Abstract Rationale Standardized weight-based dose of anti-tubercular drugs contributes to a substantial incidence of toxicities, inadequate treatment response, and relapse, in part due to variable drug levels achieved. Single nucleotide polymorphisms (SNPs) in the N-acetyltransferase-2 (NAT2) gene explain the majority of interindividual pharmacokinetic variability of isoniazid (INH). However, an obstacle to implementing pharmacogenomic-guided dosing is the lack of a point-of-care assay. Objectives To develop and test a NAT2 classification algorithm, validate its performance in predicting isoniazid clearance, and develop a prototype pharmacogenomic assay. Methods We trained random forest models to predict NAT2 acetylation genotype from unphased SNP data using a global collection of 8,561 phased genomes.

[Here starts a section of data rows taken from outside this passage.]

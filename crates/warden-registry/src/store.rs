//! The persisted request collection.
//!
//! A JSON file rewritten atomically on every mutation. The storage
//! medium is deliberately boring: correctness comes from two places
//! only - every read-modify-write happens under a [`LockGuard`], and
//! every record carries MACs that are verified before it is honored.
//!
//! Expired requests are treated as absent by every reader and swept
//! opportunistically whenever a writer rewrites the file.

use std::path::{Path, PathBuf};

use chrono::Utc;
use tracing::{debug, warn};

use crate::code::ApprovalCode;
use crate::error::{RegistryError, RegistryResult};
use crate::lock::LockGuard;
use crate::request::AuthorizationRequest;

/// Handle to the registry file.
#[derive(Debug, Clone)]
pub struct RegistryStore {
    path: PathBuf,
}

impl RegistryStore {
    /// Create a handle for the registry at `path`. Does not touch the
    /// filesystem.
    pub fn new(path: impl Into<PathBuf>) -> Self {
        Self { path: path.into() }
    }

    /// The registry file path.
    #[must_use]
    pub fn path(&self) -> &Path {
        &self.path
    }

    /// All live (unexpired) requests.
    ///
    /// Safe to call without the lock: a stale read means "request not
    /// yet visible", never corruption, because writers replace the file
    /// atomically. Callers that will mutate based on what they see must
    /// instead scan under the lock and keep holding it through the
    /// write.
    #[must_use]
    pub fn scan(&self) -> Vec<AuthorizationRequest> {
        let now = Utc::now();
        self.read_all()
            .into_iter()
            .filter(|r| !r.is_expired(now))
            .collect()
    }

    /// Look up a live request by code.
    #[must_use]
    pub fn get(&self, code: &ApprovalCode) -> Option<AuthorizationRequest> {
        self.scan().into_iter().find(|r| &r.code == code)
    }

    /// Insert a new request.
    ///
    /// Sweeps expired entries as a side effect.
    ///
    /// # Errors
    ///
    /// Returns [`RegistryError::CodeCollision`] if the code already
    /// identifies a live request (the caller should generate a fresh
    /// code and retry), or [`RegistryError::Persist`] if the rewrite
    /// fails.
    pub fn put(
        &self,
        _lock: &LockGuard,
        request: AuthorizationRequest,
    ) -> RegistryResult<()> {
        let mut live = self.scan();
        if live.iter().any(|r| r.code == request.code) {
            return Err(RegistryError::CodeCollision {
                code: request.code.as_str().to_owned(),
            });
        }
        live.push(request);
        self.write_all(&live)
    }

    /// Replace an existing live request (same code) with an updated one.
    ///
    /// # Errors
    ///
    /// Returns [`RegistryError::NotFound`] if no live request has the
    /// code, or [`RegistryError::Persist`] if the rewrite fails.
    pub fn update(
        &self,
        _lock: &LockGuard,
        request: AuthorizationRequest,
    ) -> RegistryResult<()> {
        let mut live = self.scan();
        let Some(slot) = live.iter_mut().find(|r| r.code == request.code) else {
            return Err(RegistryError::NotFound {
                code: request.code.as_str().to_owned(),
            });
        };
        *slot = request;
        self.write_all(&live)
    }

    /// Delete a request by code. Returns whether a live request was
    /// removed.
    ///
    /// # Errors
    ///
    /// Returns [`RegistryError::Persist`] if the rewrite fails.
    pub fn delete(&self, _lock: &LockGuard, code: &ApprovalCode) -> RegistryResult<bool> {
        let mut live = self.scan();
        let before = live.len();
        live.retain(|r| &r.code != code);
        let removed = live.len() < before;
        if removed {
            self.write_all(&live)?;
        }
        Ok(removed)
    }

    /// Read every record in the file, expired or not.
    ///
    /// An unreadable or unparseable registry is treated as empty with a
    /// warning: the file carries no authority of its own (that lives in
    /// the MACs), and starting from empty is the fail-closed direction -
    /// approvals disappear, nothing becomes allowed.
    fn read_all(&self) -> Vec<AuthorizationRequest> {
        let contents = match std::fs::read_to_string(&self.path) {
            Ok(c) => c,
            Err(e) if e.kind() == std::io::ErrorKind::NotFound => return Vec::new(),
            Err(e) => {
                warn!(path = %self.path.display(), error = %e, "registry unreadable; treating as empty");
                return Vec::new();
            },
        };
        match serde_json::from_str(&contents) {
            Ok(requests) => requests,
            Err(e) => {
                warn!(path = %self.path.display(), error = %e, "registry corrupt; treating as empty");
                Vec::new()
            },
        }
    }

    /// Atomically replace the registry file: write a temp file in the
    /// same directory, then rename over the target.
    fn write_all(&self, requests: &[AuthorizationRequest]) -> RegistryResult<()> {
        let parent = self
            .path
            .parent()
            .map_or_else(|| PathBuf::from("."), Path::to_path_buf);
        std::fs::create_dir_all(&parent).map_err(|e| RegistryError::Persist(e.to_string()))?;

        let json = serde_json::to_string_pretty(requests)
            .map_err(|e| RegistryError::Persist(e.to_string()))?;

        let tmp = tempfile::NamedTempFile::new_in(&parent)
            .map_err(|e| RegistryError::Persist(e.to_string()))?;
        std::fs::write(tmp.path(), json).map_err(|e| RegistryError::Persist(e.to_string()))?;
        tmp.persist(&self.path)
            .map_err(|e| RegistryError::Persist(e.to_string()))?;

        debug!(path = %self.path.display(), live = requests.len(), "registry rewritten");
        Ok(())
    }
}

We enrolled 48 pulmonary TB patients, performed sparse pharmacokinetic sampling, and tested the acetylator prediction algorithm accuracy against estimated INH clearance. We then developed a cartridge-based multiplex qPCR assay on the GeneXpert platform and assessed its analytical sensitivity on whole blood samples from healthy individuals. Measurements and Main Results With a 5-SNP model trained on two-thirds of the data (n=5,738), out-of-sample acetylation genotype prediction accuracy on the remaining third (n=2,823) was 100%. Among the 48 TB patients, predicted acetylator types were: 27 (56.2%) slow, 16 (33.3%) intermediate and 5 (10.4%) rapid. INH clearance rates were lowest in predicted slow acetylators (median 19.3 L/hr), moderate in intermediate acetylators (median 41.0 L/hr) and highest in fast acetylators (median 46.7 L/hr). The cartridge-based assay accurately detected all allele patterns directly from 25ul of whole blood. Conclusions An automated pharmacogenomic assay on a platform widely used globally for tuberculosis diagnosis could enable personalized dosing of isoniazid. Summary This manuscript describes the development and validation of point-of-care multiplex pharmacogenomic assay to guide personalized dosing of isoniazid for treatment or prevention of tuberculosis.